[Required action] Using the word "const" as the filter, copy each matching line from the records.

Segment Start: Available data

use std::collections::HashMap;
use std::fs;
use std::path::Path;
use std::str::FromStr;

use rust_decimal::Decimal;

use crate::error::{Result, ToolError};
use crate::model::{RecordKind, RubricDescription, RubricEntry};

// Positional field layout of the legacy format, zero-based over the
// pipe-split line.
const K300_EMPLOYEE_CODE: usize = 4;
const K300_COMPETENCY: usize = 5;
const K300_RUBRIC_CODE: usize = 6;
const K300_VALUE: usize = 7;
const K150_RUBRIC_CODE: usize = 3;
const K150_DESCRIPTION: usize = 4;

/// A recognized record line that could not be decoded, kept for caller
/// visibility after the rest of the file has been processed.
#[derive(Debug, Clone, PartialEq)]
pub struct LineFailure {
    /// One-based line number within the source file.
    pub line_number: usize,
    /// The offending line, verbatim.
    pub line: String,
    pub reason: String,
}

/// Everything decoded from one MANAD file. Produced fresh per invocation;
/// nothing is shared across files.
#[derive(Debug, Default)]
pub struct LoadedFile {
    /// Rubric entries in file order.
    pub entries: Vec<RubricEntry>,
    /// Rubric code to description, last occurrence winning on repeats.
    pub descriptions: HashMap<String, String>,
    /// Recognized lines that failed to decode.
    pub failures: Vec<LineFailure>,
}

/// Parses a numeric field written with a comma decimal separator, the
/// convention used by MANAD value fields (`150,50`, `-32,10`).
pub fn parse_decimal_br(text: &str) -> Result<Decimal> {
    let normalized = text.trim().replace(',', ".");
    Decimal::from_str(&normalized).map_err(|_| ToolError::MalformedRecord {
        message: format!("invalid numeric value '{text}'"),
    })
}

/// Decodes a K300 rubric entry line.
pub fn decode_entry(line: &str) -> Result<RubricEntry> {
    let fields: Vec<&str> = line.split('|').collect();
    if fields.len() <= K300_VALUE {
        return Err(ToolError::MalformedRecord {
            message: format!(
                "K300 line has {} fields, expected at least {}",
                fields.len(),
                K300_VALUE + 1
            ),
        });
    }

    Ok(RubricEntry {
        rubric_code: fields[K300_RUBRIC_CODE].to_string(),
        value: parse_decimal_br(fields[K300_VALUE])?,
        employee_code: fields[K300_EMPLOYEE_CODE].to_string(),
        competency: fields[K300_COMPETENCY].to_string(),
    })
}

/// Decodes a K150 rubric description line.
pub fn decode_description(line: &str) -> Result<RubricDescription> {
    let fields: Vec<&str> = line.split('|').collect();
    if fields.len() <= K150_DESCRIPTION {
        return Err(ToolError::MalformedRecord {
            message: format!(
                "K150 line has {} fields, expected at least {}",
                fields.len(),
                K150_DESCRIPTION + 1
            ),
        });
    }

    Ok(RubricDescription {
        rubric_code: fields[K150_RUBRIC_CODE].to_string(),
        description: fields[K150_DESCRIPTION].to_string(),
    })
}

/// Scans the lines of one MANAD file, dispatching each recognized record kind
/// to its decoder.
///
/// A decode failure on a recognized line is recorded in
/// [`LoadedFile::failures`] and does not stop the scan; lines of other record
/// kinds are skipped outright.
pub fn load_lines<'a>(lines: impl Iterator<Item = &'a str>) -> LoadedFile {
    let mut loaded = LoadedFile::default();

    for (index, raw_line) in lines.enumerate() {
        let line = raw_line.trim_end_matches(['\r', '\n']);
        let outcome = match RecordKind::of_line(line) {
            RecordKind::Entry => decode_entry(line).map(|entry| {
                loaded.entries.push(entry);
            }),
            RecordKind::Description => decode_description(line).map(|record| {
                loaded
                    .descriptions
                    .insert(record.rubric_code, record.description);
            }),
            RecordKind::Other => Ok(()),
        };

        if let Err(error) = outcome {
            loaded.failures.push(LineFailure {
                line_number: index + 1,
                line: line.to_string(),
                reason: error.to_string(),
            });
        }
    }

    loaded
}

/// Reads a MANAD file from disk and decodes its recognized records.
///
/// MANAD files are ISO-8859-1 encoded; each byte maps to the identical
/// Unicode code point, so the transcoding is a plain widening.
pub fn read_file(path: &Path) -> Result<LoadedFile> {
    let bytes = fs::read(path)?;
    let text: String = bytes.iter().map(|&byte| byte as char).collect();
    Ok(load_lines(text.lines()))
}
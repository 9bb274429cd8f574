use std::path::Path;

use rust_decimal::prelude::ToPrimitive;
use rust_xlsxwriter::{Format, Workbook, Worksheet};

use crate::error::Result;
use crate::report::ReportData;

/// Column headers of the consolidated summary sheet, in the legacy report
/// order. "Valor Informado" stays blank for manual comparison against the
/// figures declared to the auditor.
const SUMMARY_COLUMNS: [&str; 6] = [
    "Compet\u{ea}ncia",
    "Rubrica",
    "Nome da Rubrica",
    "N\u{ba} Empregados/Contribuintes",
    "Valor Informado",
    "Valor Calculado",
];

const DETAIL_COLUMNS: [&str; 5] = [
    "Compet\u{ea}ncia",
    "Rubrica",
    "Nome da Rubrica",
    "Empregado/Contribuinte",
    "Valor",
];

/// Writes the consolidated report to the given path: a `Resumo` sheet with
/// one row per grouped entry and an `Anal\u{ed}tico` sheet listing every raw row.
pub fn write_report(path: &Path, report: &ReportData) -> Result<()> {
    let mut workbook = Workbook::new();
    let header_format = Format::new().set_bold();

    let summary = workbook.add_worksheet();
    summary.set_name("Resumo")?;
    write_headers(summary, &SUMMARY_COLUMNS, &header_format)?;
    for (index, row) in report.grouped.iter().enumerate() {
        let row_idx = (index + 1) as u32;
        summary.write_string(row_idx, 0, &row.period)?;
        summary.write_string(row_idx, 1, &row.rubric_code)?;
        summary.write_string(row_idx, 2, &row.description)?;
        summary.write_number(row_idx, 3, row.employee_count as f64)?;
        // Column 4 (Valor Informado) is intentionally left blank.
        summary.write_number(row_idx, 5, row.value_sum.to_f64().unwrap_or_default())?;
    }
    summary.autofilter(0, 0, report.grouped.len() as u32, 5)?;
    summary.set_column_width(2, 40)?;
    summary.set_column_width(3, 26)?;
    summary.set_column_width(4, 16)?;
    summary.set_column_width(5, 16)?;

    let detail = workbook.add_worksheet();
    detail.set_name("Anal\u{ed}tico")?;
    write_headers(detail, &DETAIL_COLUMNS, &header_format)?;
    for (index, row) in report.raw.iter().enumerate() {
        let row_idx = (index + 1) as u32;
        detail.write_string(row_idx, 0, &row.competency)?;
        detail.write_string(row_idx, 1, &row.rubric_code)?;
        detail.write_string(row_idx, 2, &row.description)?;
        detail.write_string(row_idx, 3, &row.employee_code)?;
        detail.write_number(row_idx, 4, row.value.to_f64().unwrap_or_default())?;
    }
    detail.set_column_width(2, 40)?;

    workbook.save(path)?;
    Ok(())
}

fn write_headers(worksheet: &mut Worksheet, columns: &[&str], format: &Format) -> Result<()> {
    for (col_idx, header) in columns.iter().enumerate() {
        worksheet.write_string_with_format(0, col_idx as u16, *header, format)?;
    }
    Ok(())
}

Segment End: Available data

[Answer section]
const K300_EMPLOYEE_CODE: usize = 4;
const K300_COMPETENCY: usize = 5;
const K300_RUBRIC_CODE: usize = 6;
const K300_VALUE: usize = 7;
const K150_RUBRIC_CODE: usize = 3;
const K150_DESCRIPTION: usize = 4;
const SUMMARY_COLUMNS: [&str; 6] = [
const DETAIL_COLUMNS: [&str; 5] = [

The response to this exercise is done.